自分の思う通りの変化を世界にもたらすことの出来る魔法に、少年の僕は心を踊らせたんだ。父さんが操る魔法はとても綺麗で、それでいて優しかったのを覚えている。
彼の生み出すその奇跡に憧れ、毎日のように魔法を見せてとせがんだ。どれだけ仕事で疲れていても、優しく微笑んで、大きな手で僕の頭を撫でて、小さな奇跡を見せてくれた。
真夏に雪を降らせ、真冬にバラを咲かせ、クッキーの小人を踊らせる。子どもだった僕にとって、父の魔法はまるでサーカスのようだった──────────
◇◇◇◇◇◇
あぁ、ベン…。嘘だと言ってくれ。祖父のパートナーである彼が、僕らの目の前に作り上げたスクリーンに映し出すその光景に、僕は狼狽を隠しきれない。
整髪料で後ろに撫で付けた黒い髪、整えられた口ひげと片眼鏡、黒の燕尾服に身を包んだその男を、僕は知っている。
映像を見ていたトウメが顔を引き攣らせながら声を発する。
「…な、なぁ?この男、誰かに似てへんか?それもめっちゃ…」
そう言って僕の顔を覗き込み、さらに顔が強ばる。僕は今、どんな表情をしているのだろうか。
ベンジャミンも苦虫を噛み潰したように重く口を開いた。
「あぁ、信じ難い…いや、信じたくはなかったが…」
ベンはそこで一度映像を映すのを辞め、僕の方を振り返る。その表情は僕のことを心配しているようで、しかしなんと声を掛けていいのか分からないといったふうだった。
僕も信じたくはない…。けれど、この顔、この声は……
「…父だ。ギルバート・グラハム・ウェルズ…、僕の父親だ」
トウメは驚愕の、ベンは希望を失ったかのような顔をしてそれぞれに言葉を失う。
「父は、母さんが死んだあの日、姿を消した。もう四十年も前のことだ」
座椅子の背にもたれ、ぽつぽつと言葉にしていく。父、ギルバートの事を。
「父は、魔法研究者だった」
世界中の人々を、笑顔にさせる素敵な魔法を。それが父さんの研究テーマなのだと、毎日のように聞かされた。
個人主義に偏りがちな魔法使いの中にあって、魔法使いらしくない人だった。けれど、不思議と父さんの周りにはたくさんの人が居た。周りに居た他の魔法使いはいつも笑っていたっけ。父さんは自分の夢を実現しているんだって誇らしく思っていたのが脳裏をよぎる。
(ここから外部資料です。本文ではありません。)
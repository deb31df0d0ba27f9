//! Content extraction: turn an uploaded file into plain text.
//!
//! [`AutoDetectExtractor`] sniffs the format, dispatches to a parser, and enforces a character
//! write limit. Hitting the limit is recoverable: the text gathered so far comes back together
//! with a warning. Every other failure is an [`ExtractionError`].

pub mod detect;
mod parsers;
mod sink;
pub mod types;

pub use detect::detect_format;
pub use types::{DocumentFormat, ExtractedDocument, Extraction, ExtractionError, WriteLimitReached};

use detect::HEADER_LEN;
use sink::TextSink;
use std::io::Read;
use std::path::Path;
use types::ParseError;

/// Capability that converts a document on disk into plain text.
///
/// Implementations are blocking; async callers should run them on the blocking pool.
pub trait ContentExtractor: Send + Sync {
    /// Extract text from `source`, using `file_name` as a detection hint.
    fn extract(&self, source: &Path, file_name: &str) -> Result<Extraction, ExtractionError>;
}

/// Extractor that detects the document format and applies a character write limit.
#[derive(Debug, Clone)]
pub struct AutoDetectExtractor {
    write_limit: Option<usize>,
}

impl AutoDetectExtractor {
    /// Build an extractor; `None` disables the write limit.
    pub fn new(write_limit: Option<usize>) -> Self {
        Self { write_limit }
    }

    /// Configured character budget.
    pub fn write_limit(&self) -> Option<usize> {
        self.write_limit
    }
}

impl Default for AutoDetectExtractor {
    fn default() -> Self {
        Self::new(Some(crate::config::DEFAULT_EXTRACTION_WRITE_LIMIT))
    }
}

impl ContentExtractor for AutoDetectExtractor {
    fn extract(&self, source: &Path, file_name: &str) -> Result<Extraction, ExtractionError> {
        let byte_size = std::fs::metadata(source)?.len();
        let header = read_header(source)?;
        let format = detect_format(&header, file_name);
        tracing::debug!(
            file_name,
            byte_size,
            mime = format.as_mime(),
            "Detected document format"
        );

        let mut sink = TextSink::new(self.write_limit);
        let parsed = match format {
            DocumentFormat::PlainText | DocumentFormat::Markdown => {
                parsers::parse_text(source, &mut sink)
            }
            DocumentFormat::Html => parsers::parse_html(source, &mut sink),
            DocumentFormat::Csv => parsers::parse_delimited(source, b',', &mut sink),
            DocumentFormat::Tsv => parsers::parse_delimited(source, b'\t', &mut sink),
            DocumentFormat::Pdf => parsers::parse_pdf(source, &mut sink),
            DocumentFormat::Docx => parsers::parse_docx(source, &mut sink),
            DocumentFormat::Spreadsheet => parsers::parse_spreadsheet(source, &mut sink),
            DocumentFormat::Unsupported { mime } => {
                return Err(ExtractionError::UnsupportedFormat(mime.to_string()));
            }
        };

        let warning = match parsed {
            Ok(()) => None,
            Err(ParseError::LimitReached(reached)) => {
                tracing::warn!(file_name, limit = reached.limit, "Extraction write limit reached");
                Some(reached.to_string())
            }
            Err(ParseError::Failed(error)) => return Err(error),
        };

        Ok(Extraction {
            document: ExtractedDocument {
                text: sink.into_text(),
                file_name: file_name.to_string(),
                byte_size,
                format,
                truncated: warning.is_some(),
            },
            warning,
        })
    }
}

fn read_header(source: &Path) -> std::io::Result<Vec<u8>> {
    let file = std::fs::File::open(source)?;
    let mut header = Vec::with_capacity(HEADER_LEN);
    file.take(HEADER_LEN as u64).read_to_end(&mut header)?;
    Ok(header)
}

#[cfg(test)]
mod tests {
    use super::*;
    use std::io::Write;

    fn upload(name: &str, contents: &[u8]) -> (tempfile::TempDir, std::path::PathBuf) {
        let dir = tempfile::tempdir().expect("temp dir");
        let path = dir.path().join(name);
        std::fs::File::create(&path)
            .and_then(|mut file| file.write_all(contents))
            .expect("write upload");
        (dir, path)
    }

    #[test]
    fn small_text_is_returned_verbatim_without_warning() {
        let (_dir, path) = upload("hello.txt", b"hello world");
        let extraction = AutoDetectExtractor::default()
            .extract(&path, "hello.txt")
            .expect("extraction");

        assert_eq!(extraction.document.text, "hello world");
        assert_eq!(extraction.document.byte_size, 11);
        assert_eq!(extraction.document.format, DocumentFormat::PlainText);
        assert!(!extraction.document.truncated);
        assert!(extraction.warning.is_none());
    }

    #[test]
    fn content_just_over_limit_is_truncated_with_warning() {
        let body = "x".repeat(33);
        let (_dir, path) = upload("long.txt", body.as_bytes());
        let extraction = AutoDetectExtractor::new(Some(32))
            .extract(&path, "long.txt")
            .expect("partial extraction is not an error");

        assert_eq!(extraction.document.text.chars().count(), 32);
        assert!(extraction.document.truncated);
        let warning = extraction.warning.expect("warning");
        assert!(warning.contains("more than 32 characters"));
    }

    #[test]
    fn content_at_limit_is_complete() {
        let (_dir, path) = upload("exact.md", b"# Title");
        let extraction = AutoDetectExtractor::new(Some(7))
            .extract(&path, "exact.md")
            .expect("extraction");
        assert_eq!(extraction.document.text, "# Title");
        assert_eq!(extraction.document.format, DocumentFormat::Markdown);
        assert!(extraction.warning.is_none());
    }

    #[test]
    fn unlimited_extractor_never_truncates() {
        let body = "y".repeat(250_000);
        let (_dir, path) = upload("big.txt", body.as_bytes());
        let extraction = AutoDetectExtractor::new(None)
            .extract(&path, "big.txt")
            .expect("extraction");
        assert_eq!(extraction.document.text.len(), 250_000);
        assert!(extraction.warning.is_none());
    }

    #[test]
    fn unsupported_content_is_fatal() {
        let (_dir, path) = upload("photo.jpg", &[0xFF, 0xD8, 0xFF, 0xE0, 0x00, 0x10]);
        let error = AutoDetectExtractor::default()
            .extract(&path, "photo.jpg")
            .expect_err("images are not extractable");
        assert!(matches!(error, ExtractionError::UnsupportedFormat(mime) if mime == "image/jpeg"));
    }

    #[test]
    fn corrupt_pdf_is_fatal() {
        let (_dir, path) = upload("broken.pdf", b"%PDF-1.7 garbage without xref");
        let error = AutoDetectExtractor::default()
            .extract(&path, "broken.pdf")
            .expect_err("corrupt pdf");
        assert!(matches!(error, ExtractionError::Malformed { .. }));
    }

    #[test]
    fn docx_upload_is_extracted_by_name() {
        use docx_rust::{Docx, document::Paragraph};

        let dir = tempfile::tempdir().expect("temp dir");
        // Spooled uploads keep no extension; the declared name drives detection.
        let path = dir.path().join("upload-1234");
        let mut docx = Docx::default();
        docx.document
            .push(Paragraph::default().push_text("Board minutes"));
        docx.write_file(&path).expect("write docx");

        let extraction = AutoDetectExtractor::default()
            .extract(&path, "minutes.docx")
            .expect("extraction");
        assert_eq!(extraction.document.format, DocumentFormat::Docx);
        assert_eq!(extraction.document.text, "Board minutes");
    }

    #[test]
    fn plain_zip_archives_stay_unsupported() {
        let (_dir, path) = upload("bundle.zip", b"PK\x03\x04rest");
        let error = AutoDetectExtractor::default()
            .extract(&path, "bundle.zip")
            .expect_err("archives are not extractable");
        assert!(
            matches!(error, ExtractionError::UnsupportedFormat(mime) if mime == "application/zip")
        );
    }

    #[test]
    fn missing_file_is_an_io_error() {
        let dir = tempfile::tempdir().expect("temp dir");
        let error = AutoDetectExtractor::default()
            .extract(&dir.path().join("gone.txt"), "gone.txt")
            .expect_err("missing file");
        assert!(matches!(error, ExtractionError::Io(_)));
    }
}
「どんなに忙しくても、僕や母さん、それに周りの魔法使いたちのことを何より大事にしてくれた」
記憶の中にある父の姿は、いつも優しく、笑顔だった。しかし、僕が十歳になった年の晩夏、父は突然僕らの前から姿を消した。
「同時に僕は、母をも失ったんだ」
秋の陽射しが近付いた頃の夕方過ぎだった。ルベラと共に外で遊んでいた僕は、日が傾いてきたから家に帰ろうとしたんだ。いつもなら点いている家の灯りがその日は無くて、母さんは買い物にでも行ったんだと思っていた。でも家の鍵は開いていて、母さんも出かけてはいなかった。
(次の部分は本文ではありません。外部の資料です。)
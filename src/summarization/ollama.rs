use super::{SummarizationClient, SummarizationClientError, SummarizationRequest, finish_summary};
use async_trait::async_trait;
use reqwest::{Client, StatusCode};
use serde::Deserialize;
use serde_json::json;

/// Summarization client backed by a local Ollama runtime (`POST /api/chat`).
pub struct OllamaSummarizationClient {
    http: Client,
    base_url: String,
}

impl OllamaSummarizationClient {
    /// Build a client for the Ollama instance at `base_url`.
    pub fn new(base_url: impl Into<String>) -> Result<Self, SummarizationClientError> {
        let http = Client::builder()
            .user_agent("summarize-anything/ollama")
            .build()
            .map_err(|error| {
                SummarizationClientError::ProviderUnavailable(format!(
                    "failed to construct HTTP client: {error}"
                ))
            })?;
        Ok(Self {
            http,
            base_url: base_url.into(),
        })
    }

    fn endpoint(&self) -> String {
        format!("{}/api/chat", self.base_url.trim_end_matches('/'))
    }
}

#[derive(Debug, Deserialize)]
struct OllamaChatResponse {
    message: Option<OllamaMessage>,
    done: bool,
}

#[derive(Debug, Deserialize)]
struct OllamaMessage {
    content: String,
}

/// Sampling is left to the model's own defaults.
fn chat_payload(request: &SummarizationRequest) -> serde_json::Value {
    json!({
        "model": request.model,
        "messages": [
            { "role": "system", "content": request.system_prompt },
            { "role": "user", "content": request.user_message },
        ],
        "stream": false,
    })
}

#[async_trait]
impl SummarizationClient for OllamaSummarizationClient {
    async fn generate_summary(
        &self,
        request: SummarizationRequest,
    ) -> Result<String, SummarizationClientError> {
        let payload = chat_payload(&request);

        let response = self
            .http
            .post(self.endpoint())
            .json(&payload)
            .send()
            .await
            .map_err(|error| {
                SummarizationClientError::ProviderUnavailable(format!(
                    "failed to reach Ollama at {}: {error}",
                    self.base_url
                ))
            })?;

        if response.status() == StatusCode::NOT_FOUND {
            let body = response.text().await.unwrap_or_default();
            return Err(SummarizationClientError::ProviderUnavailable(format!(
                "Ollama endpoint {} returned 404: {body}",
                self.endpoint()
            )));
        }

        if !response.status().is_success() {
            let status = response.status();
            let body = response.text().await.unwrap_or_default();
            return Err(SummarizationClientError::GenerationFailed(format!(
                "Ollama returned {status}: {body}"
            )));
        }

        let body: OllamaChatResponse = response.json().await.map_err(|error| {
            SummarizationClientError::InvalidResponse(format!(
                "failed to decode Ollama response: {error}"
            ))
        })?;

        if !body.done {
            return Err(SummarizationClientError::InvalidResponse(
                "Ollama response incomplete (streaming not supported)".into(),
            ));
        }

        let message = body.message.ok_or_else(|| {
            SummarizationClientError::InvalidResponse("Ollama response has no message".into())
        })?;
        finish_summary(&message.content)
    }
}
斜陽に照らされた母さんの死に顔は、まるで寝ているかのように穏やかで、死んでいるだなんて微塵にも思わなかった。
祖父が帰ってきて初めて、母さんがもうこの世に居ないんだと知った。祖父は普段の優しい顔から想像もつかない程に大粒の涙を流していたけれど、僕はその事態を飲み込めなくて泣くことすら出来ずに立ち尽くしていた。
その日から父は姿を消し、僕は家族を一度に失った。心のどこかで、父ももう死んでしまったのだと思っていた、今日この時までは。
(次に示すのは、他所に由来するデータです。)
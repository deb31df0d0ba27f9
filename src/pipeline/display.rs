//! Where pipeline results end up.

use crate::rendering::RenderedOutput;
use std::sync::{Mutex, MutexGuard, PoisonError};

/// Output region plus notification channel that a pipeline run reports to.
pub trait DisplaySurface: Send + Sync {
    /// Show a transient, non-fatal message.
    fn notify(&self, message: &str);

    /// Show a fatal error inline. Called at most once per run.
    fn show_error(&self, message: &str);

    /// Replace whatever the output region currently shows.
    fn replace_output(&self, output: &RenderedOutput);
}

/// Snapshot of what a [`CollectingSurface`] has been told.
#[derive(Debug, Clone, Default, PartialEq, Eq)]
pub struct SurfaceState {
    /// Notifications in the order they were raised.
    pub notifications: Vec<String>,
    /// Inline error, if the last run failed.
    pub error: Option<String>,
    /// Current output region contents.
    pub output: Option<RenderedOutput>,
}

/// Display surface that records everything in memory, used by the HTTP layer to build
/// responses.
#[derive(Debug, Default)]
pub struct CollectingSurface {
    state: Mutex<SurfaceState>,
}

impl CollectingSurface {
    /// Create an empty surface.
    pub fn new() -> Self {
        Self::default()
    }

    /// Copy of the recorded state.
    pub fn snapshot(&self) -> SurfaceState {
        self.lock().clone()
    }

    /// Consume the surface, returning the recorded state.
    pub fn into_state(self) -> SurfaceState {
        self.state.into_inner().unwrap_or_else(PoisonError::into_inner)
    }

    fn lock(&self) -> MutexGuard<'_, SurfaceState> {
        self.state.lock().unwrap_or_else(PoisonError::into_inner)
    }
}

impl DisplaySurface for CollectingSurface {
    fn notify(&self, message: &str) {
        self.lock().notifications.push(message.to_string());
    }

    fn show_error(&self, message: &str) {
        let mut state = self.lock();
        state.output = None;
        state.error = Some(message.to_string());
    }

    fn replace_output(&self, output: &RenderedOutput) {
        let mut state = self.lock();
        state.error = None;
        state.output = Some(output.clone());
    }
}

#[cfg(test)]
mod tests {
    use super::*;
    use crate::rendering::{CommonMarkRenderer, MarkdownRenderer};

    #[test]
    fn output_is_replaced_not_appended() {
        let renderer = CommonMarkRenderer::new();
        let surface = CollectingSurface::new();
        surface.replace_output(&renderer.render("first"));
        surface.replace_output(&renderer.render("second"));

        let state = surface.into_state();
        let html = state.output.expect("output");
        assert!(html.as_str().contains("second"));
        assert!(!html.as_str().contains("first"));
    }

    #[test]
    fn error_clears_previous_output() {
        let surface = CollectingSurface::new();
        surface.replace_output(&CommonMarkRenderer::new().render("old"));
        surface.notify("heads up");
        surface.show_error("Parsing Data failed: boom");

        let state = surface.snapshot();
        assert_eq!(state.notifications, vec!["heads up".to_string()]);
        assert_eq!(state.error.as_deref(), Some("Parsing Data failed: boom"));
        assert!(state.output.is_none());
    }
}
「今にして思えば、父さんが母さんを殺したのかもしれない」
「どういうこと?」
僕の独白を黙って聞いていたトウメが聞き返してくる。僕が答えるよりも先にベンが答えてくれた。
「不可解なことが多かったのだ、エラの死は」
魔法使いでなくても、人間は大なり小なり魔力を帯びている。たとえ死んだとしても一日二日は魔力残滓が身体を包んでいるものなのだ。だけど、
「母さんは魔力残滓がなかったんだ。全くね」
「そんなこと…。ま、まさか?!」
トウメの驚く顔に、僕は肯定を示す頷きを返す。
「うん、恐らく、抜かれたんだよ。魔力を全て」
「アイザックの言う通りだったよ。先程の記憶にはなまだ続きがあるんだ」
そう言ってベンジャミンは再びスクリーンを出して、サフィーの記憶を映し出した。
◇◇◇◇◇◇
「どうせお前達はコソコソと見ているのだろう?アイザック、ルベラ、それにベンジャミン」
サフィーの魔力を吸い取った燕尾服の男、ギルバート・ウェルズはそう言い放つ。
「エラを殺して以来だから、もう四十年になるのか。義父と同じ道を歩んだそうだな」
不快感が滲み出る笑みで話すその男は、かつての父の姿と全く違い、怖気が走る。
「だが、もう幻獣を研究する必要も無い。もちろん私の研究を継ぐ必要も無い」
そこまで言ったところでサフィーを投げ捨て、手を広げ天を仰いで笑いだした。
「この世の魔は全て私が手にする!お前が何者でも私は止められない!全て狩り尽くし、私が天に立つ!」
ギルバートは高らかにそう宣言すると、一転して落ち着き払った声で話し始める。
「長年の脅威であった義父も排除した。お前達は震えながら指を咥えているがいい」
そう言い残すと踵を返して山の奥へと歩いていく。途中デスぺラティオに何かを言いつけると今度こそ姿を消し、サフィーの記憶もそこで途切れた。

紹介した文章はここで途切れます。